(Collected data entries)
<<<<

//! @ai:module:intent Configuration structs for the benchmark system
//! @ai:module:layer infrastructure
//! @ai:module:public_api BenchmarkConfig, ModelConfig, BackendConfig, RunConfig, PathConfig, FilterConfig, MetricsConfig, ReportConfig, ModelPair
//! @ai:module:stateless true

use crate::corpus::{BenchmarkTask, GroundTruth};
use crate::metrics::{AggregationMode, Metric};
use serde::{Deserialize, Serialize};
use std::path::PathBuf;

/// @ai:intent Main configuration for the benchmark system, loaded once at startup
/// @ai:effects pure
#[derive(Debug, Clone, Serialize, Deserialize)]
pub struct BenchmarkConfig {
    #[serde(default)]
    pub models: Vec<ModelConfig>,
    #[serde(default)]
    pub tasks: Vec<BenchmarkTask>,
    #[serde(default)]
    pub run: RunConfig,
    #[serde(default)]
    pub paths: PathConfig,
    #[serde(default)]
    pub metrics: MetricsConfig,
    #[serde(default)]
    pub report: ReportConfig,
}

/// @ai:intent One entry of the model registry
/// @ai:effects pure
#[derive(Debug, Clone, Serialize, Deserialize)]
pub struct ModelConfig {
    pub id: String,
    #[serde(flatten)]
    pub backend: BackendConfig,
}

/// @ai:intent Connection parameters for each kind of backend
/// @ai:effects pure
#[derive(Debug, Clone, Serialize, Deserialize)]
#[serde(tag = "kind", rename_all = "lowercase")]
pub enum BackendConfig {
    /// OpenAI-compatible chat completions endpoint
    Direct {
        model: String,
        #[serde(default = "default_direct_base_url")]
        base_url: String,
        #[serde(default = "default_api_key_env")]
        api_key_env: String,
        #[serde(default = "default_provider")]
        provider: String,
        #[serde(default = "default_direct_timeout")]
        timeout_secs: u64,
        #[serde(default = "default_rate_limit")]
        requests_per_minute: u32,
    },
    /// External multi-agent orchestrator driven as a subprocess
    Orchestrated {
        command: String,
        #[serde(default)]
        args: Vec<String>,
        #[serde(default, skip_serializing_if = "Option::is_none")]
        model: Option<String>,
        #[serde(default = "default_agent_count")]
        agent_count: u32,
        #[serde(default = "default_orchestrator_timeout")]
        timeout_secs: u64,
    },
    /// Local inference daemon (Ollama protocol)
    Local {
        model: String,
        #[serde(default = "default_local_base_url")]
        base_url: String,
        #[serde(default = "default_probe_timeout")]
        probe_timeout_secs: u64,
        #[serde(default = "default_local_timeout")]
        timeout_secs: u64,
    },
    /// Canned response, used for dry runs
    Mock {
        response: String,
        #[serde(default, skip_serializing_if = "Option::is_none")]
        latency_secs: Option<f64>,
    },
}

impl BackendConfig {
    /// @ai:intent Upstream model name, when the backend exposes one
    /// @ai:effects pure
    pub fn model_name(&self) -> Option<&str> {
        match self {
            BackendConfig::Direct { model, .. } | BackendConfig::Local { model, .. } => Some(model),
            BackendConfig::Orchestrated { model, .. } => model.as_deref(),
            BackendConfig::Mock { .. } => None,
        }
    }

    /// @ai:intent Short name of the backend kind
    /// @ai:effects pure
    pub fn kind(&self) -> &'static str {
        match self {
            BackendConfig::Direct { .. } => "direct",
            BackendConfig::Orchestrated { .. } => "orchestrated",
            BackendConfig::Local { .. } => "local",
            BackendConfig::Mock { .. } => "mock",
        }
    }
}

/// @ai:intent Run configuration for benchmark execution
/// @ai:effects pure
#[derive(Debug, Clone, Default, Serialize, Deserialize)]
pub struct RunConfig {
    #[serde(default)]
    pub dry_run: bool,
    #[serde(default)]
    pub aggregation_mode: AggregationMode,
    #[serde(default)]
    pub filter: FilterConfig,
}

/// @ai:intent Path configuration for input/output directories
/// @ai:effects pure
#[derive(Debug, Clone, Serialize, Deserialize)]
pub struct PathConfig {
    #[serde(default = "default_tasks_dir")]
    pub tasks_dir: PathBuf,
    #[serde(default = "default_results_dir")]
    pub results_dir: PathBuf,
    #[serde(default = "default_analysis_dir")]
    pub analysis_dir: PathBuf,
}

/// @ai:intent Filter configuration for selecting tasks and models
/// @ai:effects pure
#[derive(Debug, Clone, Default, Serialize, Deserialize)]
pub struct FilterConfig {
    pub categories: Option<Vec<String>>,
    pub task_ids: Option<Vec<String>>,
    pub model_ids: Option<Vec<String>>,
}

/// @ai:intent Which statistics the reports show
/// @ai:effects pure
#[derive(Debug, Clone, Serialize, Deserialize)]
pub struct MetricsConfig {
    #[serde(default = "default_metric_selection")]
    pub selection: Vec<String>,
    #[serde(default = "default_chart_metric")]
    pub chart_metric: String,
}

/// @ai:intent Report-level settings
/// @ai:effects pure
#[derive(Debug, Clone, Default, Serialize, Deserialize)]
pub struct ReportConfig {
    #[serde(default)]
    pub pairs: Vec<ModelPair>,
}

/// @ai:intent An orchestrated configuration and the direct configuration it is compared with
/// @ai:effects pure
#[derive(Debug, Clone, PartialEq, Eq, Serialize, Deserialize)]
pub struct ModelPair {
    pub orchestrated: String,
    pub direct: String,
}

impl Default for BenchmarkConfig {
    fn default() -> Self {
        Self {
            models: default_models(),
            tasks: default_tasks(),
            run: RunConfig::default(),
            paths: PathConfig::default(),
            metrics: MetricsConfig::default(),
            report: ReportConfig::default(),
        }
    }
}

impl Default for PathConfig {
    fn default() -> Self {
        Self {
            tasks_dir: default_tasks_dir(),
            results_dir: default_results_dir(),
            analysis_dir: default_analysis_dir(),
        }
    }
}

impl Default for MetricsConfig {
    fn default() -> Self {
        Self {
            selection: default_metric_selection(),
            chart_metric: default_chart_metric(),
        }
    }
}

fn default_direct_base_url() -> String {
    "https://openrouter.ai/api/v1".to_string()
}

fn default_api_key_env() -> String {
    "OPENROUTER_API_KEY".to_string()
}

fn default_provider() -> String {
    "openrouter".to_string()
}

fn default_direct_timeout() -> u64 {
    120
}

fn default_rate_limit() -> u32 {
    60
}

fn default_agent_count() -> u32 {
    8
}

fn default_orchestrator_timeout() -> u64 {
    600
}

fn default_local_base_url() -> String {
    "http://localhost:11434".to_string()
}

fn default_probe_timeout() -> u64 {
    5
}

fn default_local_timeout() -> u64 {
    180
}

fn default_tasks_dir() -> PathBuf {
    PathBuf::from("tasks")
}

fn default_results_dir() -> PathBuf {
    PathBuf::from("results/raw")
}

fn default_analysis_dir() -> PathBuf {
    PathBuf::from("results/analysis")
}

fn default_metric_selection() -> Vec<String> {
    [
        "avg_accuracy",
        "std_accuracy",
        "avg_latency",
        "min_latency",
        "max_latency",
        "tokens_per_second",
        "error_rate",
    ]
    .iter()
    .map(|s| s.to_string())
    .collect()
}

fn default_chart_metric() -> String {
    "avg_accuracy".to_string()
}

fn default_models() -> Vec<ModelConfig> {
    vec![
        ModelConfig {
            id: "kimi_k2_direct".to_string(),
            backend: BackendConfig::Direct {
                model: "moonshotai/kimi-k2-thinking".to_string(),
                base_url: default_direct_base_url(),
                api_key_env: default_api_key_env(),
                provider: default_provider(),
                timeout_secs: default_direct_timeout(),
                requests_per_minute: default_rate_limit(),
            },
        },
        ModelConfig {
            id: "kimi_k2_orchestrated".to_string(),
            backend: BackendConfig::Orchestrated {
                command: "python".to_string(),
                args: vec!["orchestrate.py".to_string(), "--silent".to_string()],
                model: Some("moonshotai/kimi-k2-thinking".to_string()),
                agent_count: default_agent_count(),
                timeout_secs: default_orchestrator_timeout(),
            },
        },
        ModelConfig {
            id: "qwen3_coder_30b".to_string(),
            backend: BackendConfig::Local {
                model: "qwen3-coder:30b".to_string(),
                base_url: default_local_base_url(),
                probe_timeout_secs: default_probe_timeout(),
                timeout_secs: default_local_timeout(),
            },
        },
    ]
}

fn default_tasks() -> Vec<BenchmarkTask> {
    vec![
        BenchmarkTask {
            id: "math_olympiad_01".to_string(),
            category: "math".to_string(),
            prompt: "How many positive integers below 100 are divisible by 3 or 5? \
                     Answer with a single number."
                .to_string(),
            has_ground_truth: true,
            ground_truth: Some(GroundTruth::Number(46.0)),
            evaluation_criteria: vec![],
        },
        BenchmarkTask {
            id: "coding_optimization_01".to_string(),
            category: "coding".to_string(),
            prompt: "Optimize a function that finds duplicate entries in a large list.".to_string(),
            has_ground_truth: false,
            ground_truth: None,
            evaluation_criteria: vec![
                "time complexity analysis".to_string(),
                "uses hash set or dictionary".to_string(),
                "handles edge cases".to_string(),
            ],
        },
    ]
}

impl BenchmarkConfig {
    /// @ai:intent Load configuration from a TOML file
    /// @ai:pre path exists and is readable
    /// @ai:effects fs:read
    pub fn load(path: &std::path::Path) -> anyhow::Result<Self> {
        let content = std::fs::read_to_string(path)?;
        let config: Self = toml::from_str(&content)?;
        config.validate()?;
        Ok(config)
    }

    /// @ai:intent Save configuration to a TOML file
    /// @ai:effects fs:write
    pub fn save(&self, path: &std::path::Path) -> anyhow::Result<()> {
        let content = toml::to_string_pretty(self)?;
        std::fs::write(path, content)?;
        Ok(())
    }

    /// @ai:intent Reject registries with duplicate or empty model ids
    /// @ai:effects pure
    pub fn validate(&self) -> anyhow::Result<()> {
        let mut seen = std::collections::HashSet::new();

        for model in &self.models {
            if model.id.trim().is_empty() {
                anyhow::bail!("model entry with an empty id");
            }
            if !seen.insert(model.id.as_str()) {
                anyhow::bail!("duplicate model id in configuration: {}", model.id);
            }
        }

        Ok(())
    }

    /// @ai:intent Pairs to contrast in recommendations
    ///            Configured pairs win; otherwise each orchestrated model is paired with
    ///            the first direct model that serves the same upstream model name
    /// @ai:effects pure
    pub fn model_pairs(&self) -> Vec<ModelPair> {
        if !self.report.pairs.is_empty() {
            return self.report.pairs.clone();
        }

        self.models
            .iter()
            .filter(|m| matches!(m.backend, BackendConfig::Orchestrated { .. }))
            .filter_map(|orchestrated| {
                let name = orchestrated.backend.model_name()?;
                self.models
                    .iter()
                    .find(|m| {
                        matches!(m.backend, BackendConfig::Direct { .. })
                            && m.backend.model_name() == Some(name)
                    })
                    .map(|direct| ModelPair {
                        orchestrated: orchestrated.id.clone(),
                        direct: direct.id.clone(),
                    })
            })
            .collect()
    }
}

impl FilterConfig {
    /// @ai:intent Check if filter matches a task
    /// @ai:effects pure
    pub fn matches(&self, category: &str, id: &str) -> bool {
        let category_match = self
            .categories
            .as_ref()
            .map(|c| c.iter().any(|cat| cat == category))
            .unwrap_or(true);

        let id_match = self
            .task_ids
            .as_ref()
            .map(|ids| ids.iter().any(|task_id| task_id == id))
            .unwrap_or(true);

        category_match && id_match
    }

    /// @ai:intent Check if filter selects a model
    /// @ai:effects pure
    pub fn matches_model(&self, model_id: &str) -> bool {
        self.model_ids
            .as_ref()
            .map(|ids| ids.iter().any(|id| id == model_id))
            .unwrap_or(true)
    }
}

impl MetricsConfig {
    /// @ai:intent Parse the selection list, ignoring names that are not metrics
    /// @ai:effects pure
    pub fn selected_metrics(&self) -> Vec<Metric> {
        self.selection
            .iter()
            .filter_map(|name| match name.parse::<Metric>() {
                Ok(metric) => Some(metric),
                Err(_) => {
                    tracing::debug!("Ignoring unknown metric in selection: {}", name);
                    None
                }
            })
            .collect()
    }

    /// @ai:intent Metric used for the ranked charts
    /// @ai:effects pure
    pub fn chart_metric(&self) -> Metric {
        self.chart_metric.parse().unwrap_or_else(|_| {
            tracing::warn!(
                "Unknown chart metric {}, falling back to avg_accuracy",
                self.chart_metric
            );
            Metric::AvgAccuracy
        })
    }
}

>>>>

WORK TASK -
Write down only how many lines of the entries above include the word "ReportConfig".

RESULT -
4